Automating Self Learning

07 May 2019 - 2 minute read

After having discussed some thoughts on Teaching Concepts via Project-driven Motivation, we can now talk about how to go about implementing a system that given the data, does this for us, through a popular approach.

Continuing from course stages, here’s a typical flow.

Project Stages Stages in a course fulfilling a technology or a project

Stimulating the right thoughts is a point to inculcate independent learning. To spark self-interest, we’ve talked about motivation fuel: curiosity initiators that encourage a learner to explore a given concept further. They could take forms of an insightful question, tidbits or a resource, and could be sent/triggered at various points.

Micro Posts Motivating micro-posts

They could also target various disciplines, without overpowering the actual course.

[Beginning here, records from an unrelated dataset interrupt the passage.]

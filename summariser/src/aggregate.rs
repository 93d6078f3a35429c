use anyhow::Context;
use polars::prelude::*;
use thiserror::Error;

use paging_bench_summary_model::{MetricSeries, QueryCatalog};

use crate::model::SummaryRow;
use crate::snapshots::Snapshots;

#[derive(Error, Debug)]
pub enum AggregateError {
    #[error("No samples for {scenario} at dataset size {dataset_label}")]
    EmptySeries {
        scenario: String,
        dataset_label: String,
    },
}

/// Split a stored scenario key such as `Popular Products (Cursor Pagination)` into the query name
/// and the first word of the trailing parenthesized segment, here `Popular Products` and `Cursor`.
///
/// Keys without a trailing segment keep their whole text as the query and have an empty type.
pub fn parse_scenario_label(label: &str) -> (String, String) {
    let trimmed = label.trim();
    let Some(segment) = trimmed
        .strip_suffix(')')
        .and_then(|rest| rest.rfind('(').map(|open| (open, rest)))
    else {
        return (trimmed.to_string(), String::new());
    };

    let (open, rest) = segment;
    let query = rest[..open].trim().to_string();
    let pagination_type = rest[open + 1..]
        .split_whitespace()
        .next()
        .unwrap_or_default()
        .to_string();

    (query, pagination_type)
}

/// Index of the `fraction` position in a sequence of `len` values, clamped to the last element.
fn positional_index(len: usize, fraction: f64) -> usize {
    ((len as f64 * fraction) as usize).min(len.saturating_sub(1))
}

/// Summarize one series.
///
/// Statistics are taken over the samples in recorded order. The median is the element at index
/// `len / 2` and percentile `p` is the element at index `floor(len * p)`, both without sorting by
/// latency.
pub fn summarize_series(
    scenario: &str,
    dataset_label: &str,
    series: &MetricSeries,
) -> anyhow::Result<SummaryRow> {
    if series.is_empty() {
        return Err(AggregateError::EmptySeries {
            scenario: scenario.to_string(),
            dataset_label: dataset_label.to_string(),
        }
        .into());
    }

    let pages = series.samples().iter().map(|s| s.page).collect::<Vec<_>>();
    let latencies = series
        .samples()
        .iter()
        .map(|s| s.response_time_ms)
        .collect::<Vec<_>>();
    let frame = df![
        "page" => pages,
        "response_time_ms" => latencies,
    ]?;

    let stats = frame
        .clone()
        .lazy()
        .select([
            col("page").max().alias("total_pages"),
            col("response_time_ms").mean().alias("avg"),
        ])
        .collect()?;
    let total_pages = stats
        .column("total_pages")?
        .get(0)
        .context("Total pages")?
        .try_extract::<u64>()?;
    let avg_ms = stats
        .column("avg")?
        .get(0)
        .context("Mean")?
        .try_extract::<f64>()?;

    let latency = frame.column("response_time_ms")?;
    let len = latency.len();
    let at = |index: usize| -> anyhow::Result<u64> {
        Ok(latency
            .get(index)
            .with_context(|| format!("Sample {index}"))?
            .try_extract::<u64>()?)
    };

    let (query, pagination_type) = parse_scenario_label(scenario);

    Ok(SummaryRow {
        query,
        pagination_type,
        dataset_size: dataset_label.to_string(),
        total_pages,
        first_page_ms: at(0)?,
        last_page_ms: at(len - 1)?,
        avg_ms,
        median_ms: at(len / 2)?,
        p90_ms: at(positional_index(len, 0.90))?,
        p95_ms: at(positional_index(len, 0.95))?,
        p99_ms: at(positional_index(len, 0.99))?,
    })
}

/// One row per stored scenario and dataset size, grouped by scenario in catalog order.
///
/// Empty series are reported and left out rather than failing the whole report.
pub fn summarize_snapshots(
    catalog: &QueryCatalog,
    snapshots: &Snapshots,
) -> anyhow::Result<Vec<SummaryRow>> {
    let mut rows = Vec::new();
    for scenario in snapshots.scenario_keys_in(catalog) {
        for dataset_label in snapshots.labels() {
            let Some(series) = snapshots.series(dataset_label, scenario) else {
                continue;
            };

            match summarize_series(scenario, dataset_label, series) {
                Ok(row) => rows.push(row),
                Err(e) if e.is::<AggregateError>() => log::warn!("{e}"),
                Err(e) => {
                    return Err(e.context(format!(
                        "Failed to summarize {scenario} at dataset size {dataset_label}"
                    )))
                }
            }
        }
    }

    Ok(rows)
}

#[cfg(test)]
mod tests {
    use super::*;
    use paging_bench_summary_model::{Sample, SeriesMap};
    use pretty_assertions::assert_eq;

    fn series(latencies: &[u64]) -> MetricSeries {
        latencies
            .iter()
            .enumerate()
            .map(|(i, ms)| Sample::new(i as u64 * 10 + 1, *ms))
            .collect::<Vec<_>>()
            .into()
    }

    #[test]
    fn parses_label() {
        assert_eq!(
            parse_scenario_label("Popular Products (Cursor Pagination)"),
            ("Popular Products".to_string(), "Cursor".to_string())
        );
        assert_eq!(
            parse_scenario_label("Filter (by) Category (Offset Pagination)"),
            ("Filter (by) Category".to_string(), "Offset".to_string())
        );
        assert_eq!(
            parse_scenario_label("Plain"),
            ("Plain".to_string(), String::new())
        );
    }

    #[test]
    fn percentiles_use_recorded_order() -> anyhow::Result<()> {
        let row = summarize_series("Q (Cursor Pagination)", "10k", &series(&[100, 1, 50]))?;

        assert_eq!(row.median_ms, 1);
        assert_eq!(row.p90_ms, 50);
        assert_eq!(row.p95_ms, 50);
        assert_eq!(row.p99_ms, 50);
        assert_eq!(row.first_page_ms, 100);
        assert_eq!(row.last_page_ms, 50);
        assert_eq!(row.total_pages, 21);
        assert!((row.avg_ms - 151.0 / 3.0).abs() < 1e-9);
        Ok(())
    }

    #[test]
    fn single_sample() -> anyhow::Result<()> {
        let row = summarize_series("Q (Offset Pagination)", "1M", &series(&[7]))?;
        assert_eq!(
            row,
            SummaryRow {
                query: "Q".to_string(),
                pagination_type: "Offset".to_string(),
                dataset_size: "1M".to_string(),
                total_pages: 1,
                first_page_ms: 7,
                last_page_ms: 7,
                avg_ms: 7.0,
                median_ms: 7,
                p90_ms: 7,
                p95_ms: 7,
                p99_ms: 7,
            }
        );
        Ok(())
    }

    #[test]
    fn percentile_indices_on_long_series() -> anyhow::Result<()> {
        // Latency equals position so the index is visible
        let latencies = (0..200).collect::<Vec<u64>>();
        let row = summarize_series("Q (Cursor Pagination)", "10k", &series(&latencies))?;
        assert_eq!(row.median_ms, 100);
        assert_eq!(row.p90_ms, 180);
        assert_eq!(row.p95_ms, 190);
        assert_eq!(row.p99_ms, 198);
        Ok(())
    }

    #[test]
    fn rows_group_by_scenario_then_size() -> anyhow::Result<()> {
        let mut small = SeriesMap::new();
        small.insert("A (Cursor Pagination)".to_string(), series(&[1, 2]));
        small.insert("B (Cursor Pagination)".to_string(), series(&[3]));
        let mut large = SeriesMap::new();
        large.insert("A (Cursor Pagination)".to_string(), series(&[5, 6]));
        large.insert("B (Cursor Pagination)".to_string(), MetricSeries::new());

        let snapshots = Snapshots::from_series(vec![
            ("10k".to_string(), small),
            ("1M".to_string(), large),
        ]);
        let rows = summarize_snapshots(&QueryCatalog::new(), &snapshots)?;

        let keys = rows
            .iter()
            .map(|r| (r.query.as_str(), r.dataset_size.as_str()))
            .collect::<Vec<_>>();
        assert_eq!(keys, vec![("A", "10k"), ("A", "1M"), ("B", "10k")]);
        Ok(())
    }

    #[test]
    fn rows_follow_catalog_order() -> anyhow::Result<()> {
        use paging_bench_summary_model::default_catalog;

        // Stored keys come back sorted by name, the catalog runs Popular Products first
        let mut stored = SeriesMap::new();
        stored.insert("Filter by Category (Cursor Pagination)".to_string(), series(&[2]));
        stored.insert("Popular Products (Offset Pagination)".to_string(), series(&[3]));
        stored.insert("Popular Products (Cursor Pagination)".to_string(), series(&[1]));

        let snapshots = Snapshots::from_series(vec![("10k".to_string(), stored)]);
        let rows = summarize_snapshots(&default_catalog(), &snapshots)?;

        let keys = rows
            .iter()
            .map(|r| (r.query.as_str(), r.pagination_type.as_str()))
            .collect::<Vec<_>>();
        assert_eq!(
            keys,
            vec![
                ("Popular Products", "Cursor"),
                ("Popular Products", "Offset"),
                ("Filter by Category", "Cursor"),
            ]
        );
        Ok(())
    }
}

Micro Posts Tags They’re like sidequests in a game, but arguably much more important.

Given that we invest in auto-tagging links as discussed, and every link is tagged in multiple ways, this is greatly simplified. Here’s an approach I worked on for it as a Github Gist.

This becomes even better if these could be linked to some reward. While this could mean raw stats, we could also link some of these to prove helpful in further points in the course to drive home the relevance in a concrete way.

Micro Posts Tags Future Relevance. Needs quite a bit of planning.

All these ideas come partly under the broad and widely applied umbrella of Gamification (which implements various forms of points and reward systems like earning badges, akin to a game, to keep users involved). However, in a learning context, it is more beneficial if the rewards are not simply metaphorical but a tangible fruit for unconventional, purely curiosity-driven tasks.

While students receive these updates on the learning side, the educators will also need updates on a student’s progress.

This is done through automated progress tracking. The measures that are tracked as indicators of progress have to be tuned based on the course. For example, rather than the number of problems solved, the could rate the quality of the solution and the time taken.

These are just some of the potential instigators to keep up the most important driving force of learning apart from innate curiosity: motivation. The realm of gamifiation explores this in further detail, and with much grounded research.